I didn’t know what I wanted to do with my life when I came on campus. I still don’t. So I tried a bunch of stuff. I did a research internship in Physics in my second year and realised I wasn’t meant for it. I was a part of IMG as a designer at that point, and so the next logical step felt like trying my hand at designing. And try I did, I spent the next half-year working on projects and perfecting my portfolio. As fate would have it, COVID struck, and all my leads turned cold. As days grew on, it dawned on me that I wouldn’t be able to get the kind of internship I wanted, the kind that would get me a PPO or help in finding a job. I was at the end of my third year with one Research internship, a bunch of design projects and a couple of PORs on my resume. It was the beginning of one of the darkest periods of my life where I second-guessed my every step and agonised over the smallest of decisions. I spoke to a couple of seniors( just a couple), brainstormed, formulated my “life philosophy”, and set down to traverse the tried and tested path of campus placements (shudders). It was not smooth sailing, but long story short, friends, family, and over a thousand revisions of my worst-case scenario helped me get through it. The bottom line is that we already have a head start being at an IIT, and our worst-case scenario is already better than many people. You’ll get a lot of chances to climb up the ladder.
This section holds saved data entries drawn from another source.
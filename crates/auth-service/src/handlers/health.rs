use tracing::instrument;

/// Liveness probe.
///
/// GET /health
#[instrument(skip_all, name = "auth.health.check")]
pub async fn health_check() -> &'static str {
    "OK"
}
//! HTTP routes for the auth service.
//!
//! Defines the Axum router and application state.

use crate::auth::TokenCodec;
use crate::config::Config;
use crate::crypto;
use crate::errors::AuthError;
use crate::handlers;
use crate::middleware::{authenticate, http_metrics_middleware, AuthState};
use crate::repositories::UserStore;
use axum::{
    http::{
        header::{AUTHORIZATION, CONTENT_TYPE},
        Method,
    },
    middleware,
    routing::{get, post},
    Router,
};
use metrics_exporter_prometheus::PrometheusHandle;
use std::sync::Arc;
use std::time::Duration;
use tower_http::{cors::CorsLayer, timeout::TimeoutLayer, trace::TraceLayer};

/// Application state shared across all handlers.
#[derive(Clone)]
pub struct AppState {
    pub users: Arc<dyn UserStore>,
    /// Token codec built once from the configured signing key.
    pub codec: Arc<TokenCodec>,
    pub config: Config,
    /// bcrypt hash at the configured cost, verified for unknown emails.
    pub dummy_password_hash: String,
}

impl AppState {
    /// Builds the state, hashing the dummy password at `config.bcrypt_cost`.
    ///
    /// # Errors
    ///
    /// Returns `AuthError::Crypto` if bcrypt fails.
    pub fn new(
        users: Arc<dyn UserStore>,
        codec: Arc<TokenCodec>,
        config: Config,
    ) -> Result<Self, AuthError> {
        let dummy_password_hash = crypto::dummy_password_hash(config.bcrypt_cost)?;
        Ok(Self {
            users,
            codec,
            config,
            dummy_password_hash,
        })
    }
}

/// Build the application routes.
///
/// Creates an Axum router with:
/// - `/health` - Liveness probe (simple "OK")
/// - `/metrics` - Prometheus metrics endpoint
/// - `/auth/signup`, `/auth/login` - public
/// - `/users/me`, `/users/` - require a principal
///
/// Every request passes through bearer authentication. Public routes simply
/// ignore the principal; protected handlers extract it.
///
/// Layer order (outermost first): HTTP metrics, CORS, trace, 30 second
/// timeout, authentication.
pub fn build_routes(state: Arc<AppState>, metrics_handle: PrometheusHandle) -> Router {
    let auth_state = AuthState::new(state.codec.clone(), state.users.clone());

    let cors = CorsLayer::new()
        .allow_origin(state.config.cors_allowed_origin.clone())
        .allow_methods([Method::GET, Method::POST])
        .allow_headers([AUTHORIZATION, CONTENT_TYPE]);

    let public_routes = Router::new()
        .route("/health", get(handlers::health_check))
        .route("/auth/signup", post(handlers::signup))
        .route("/auth/login", post(handlers::login))
        .with_state(state.clone());

    let metrics_routes = Router::new()
        .route("/metrics", get(handlers::metrics_handler))
        .with_state(metrics_handle);

    let protected_routes = Router::new()
        .route("/users/me", get(handlers::authenticated_user))
        .route("/users", get(handlers::all_users))
        .route("/users/", get(handlers::all_users))
        .with_state(state);

    public_routes
        .merge(metrics_routes)
        .merge(protected_routes)
        .layer(middleware::from_fn_with_state(auth_state, authenticate))
        .layer(TimeoutLayer::new(Duration::from_secs(30)))
        .layer(TraceLayer::new_for_http())
        .layer(cors)
        .layer(middleware::from_fn(http_metrics_middleware))
}
//! Middleware for the auth service.
//!
//! # Components
//!
//! - `auth` - Bearer token authentication, installs the request `Principal`
//! - `http_metrics` - HTTP request metrics

pub mod auth;
pub mod http_metrics;

pub use auth::{
    authenticate, AuthDecision, AuthFailureResolver, AuthState, JsonFailureResolver, Principal,
    RejectReason, RequestAuthenticator,
};
pub use http_metrics::http_metrics_middleware;
//! Fault injection tests for user store failures
//!
//! Uses a store whose every call fails with a database error.

use auth_service::repositories::users::mock::FailingUserStore;
use auth_service::repositories::UserStore;
use auth_test_utils::{TestAuthServer, TestTokenBuilder, TEST_EMAIL_ALICE, TEST_PASSWORD};
use reqwest::StatusCode;
use std::sync::Arc;

async fn spawn_failing() -> Result<(TestAuthServer, Arc<FailingUserStore>), anyhow::Error> {
    let store = Arc::new(FailingUserStore::new());
    let users: Arc<dyn UserStore> = store.clone();
    let server = TestAuthServer::spawn_with_store(users).await?;
    Ok((server, store))
}

/// Login against a dead store is a generic 500 that leaks nothing
#[tokio::test]
async fn test_login_returns_500_when_store_unavailable() -> Result<(), anyhow::Error> {
    let (server, _) = spawn_failing().await?;

    let response = server.login(TEST_EMAIL_ALICE, TEST_PASSWORD).await?;

    assert_eq!(response.status(), StatusCode::INTERNAL_SERVER_ERROR);
    let body = response.text().await?;
    assert!(body.contains("DATABASE_ERROR"));
    assert!(
        !body.contains("connection refused"),
        "Error body must not leak store details: {body}"
    );

    Ok(())
}

#[tokio::test]
async fn test_signup_returns_500_when_store_unavailable() -> Result<(), anyhow::Error> {
    let (server, _) = spawn_failing().await?;

    let response = server.signup(TEST_EMAIL_ALICE, TEST_PASSWORD, "Alice").await?;

    assert_eq!(response.status(), StatusCode::INTERNAL_SERVER_ERROR);
    Ok(())
}

/// A verified token needs the store; its failure stops the request
#[tokio::test]
async fn test_identity_lookup_failure_stops_request() -> Result<(), anyhow::Error> {
    let (server, store) = spawn_failing().await?;
    let token = TestTokenBuilder::new().for_user(TEST_EMAIL_ALICE).build();

    let response = server.get_with_token("/health", &token).await?;

    assert_eq!(response.status(), StatusCode::INTERNAL_SERVER_ERROR);
    assert_eq!(store.call_count(), 1);
    Ok(())
}

/// Anonymous and rejected-token requests never reach the store
#[tokio::test]
async fn test_store_untouched_without_verified_token() -> Result<(), anyhow::Error> {
    let (server, store) = spawn_failing().await?;

    let anonymous = server.get("/health").await?;
    assert_eq!(anonymous.status(), StatusCode::OK);

    let malformed = server.get_with_token("/health", "garbage").await?;
    assert_eq!(malformed.status(), StatusCode::UNAUTHORIZED);

    assert_eq!(store.call_count(), 0);
    Ok(())
}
One thing that I would tell my younger self, i.e. my first-year self, if I get the chance, is to take more pictures/videos with the people you love, the places you frequent, the moments you cherish. The limited amount of pictures that I have got/taken bring me immense joy whenever I revisit them these days.
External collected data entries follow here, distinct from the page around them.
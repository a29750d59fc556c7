//! Fixed test identities for deterministic tests
//!
//! Using fixed emails and secrets prevents flaky tests caused by random data.

// Identities
pub const TEST_EMAIL_ALICE: &str = "alice@example.com";
pub const TEST_EMAIL_BOB: &str = "bob@example.com";
pub const TEST_EMAIL_UNKNOWN: &str = "nobody@example.com";

pub const TEST_FULL_NAME_ALICE: &str = "Alice Example";
pub const TEST_FULL_NAME_BOB: &str = "Bob Example";

// Test passwords (for registration)
pub const TEST_PASSWORD: &str = "test-password-do-not-use-in-production";
pub const TEST_WRONG_PASSWORD: &str = "not-the-password";

// Signing secret seeds
pub const TEST_KEY_SEED_PRIMARY: u8 = 1;
pub const TEST_KEY_SEED_OTHER: u8 = 2;

/// Token lifetime used by the test server (1 hour), in milliseconds.
pub const TEST_TOKEN_LIFETIME_MS: u64 = 3_600_000;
Mandatory rant about the lockdown:

The pandemic robbed me of my lasts. In life there are many things you don’t know would be your lasts, but you kind of know about these things in college, at least that’s what I think, not that I have any way of knowing. Covid robbed me of my lasts at college. My last music section show, my last drams play, my last meal at utopia, my last debate, my last meeting at senate steps, my last tt match with my best friend, my last goodbye to some of my closest friends, my last lectures, my last year, my last semester. I was going through these moments, not knowing those were going to be my last. Even the second time around, those brief moments felt almost stolen from a life without this pandemic. I wish I had known those would be my lasts; I would have held those moments closer, imprinted every last detail of those moments in my brain. All that I’m left with is hazy memories; the harder I try to hold on, the faster they seem to escape. It’s like I blinked at the wrong nanosecond and missed the exact moment when I lost sight of land, except that, in this case, I didn’t even know I was on a boat receding from the shore.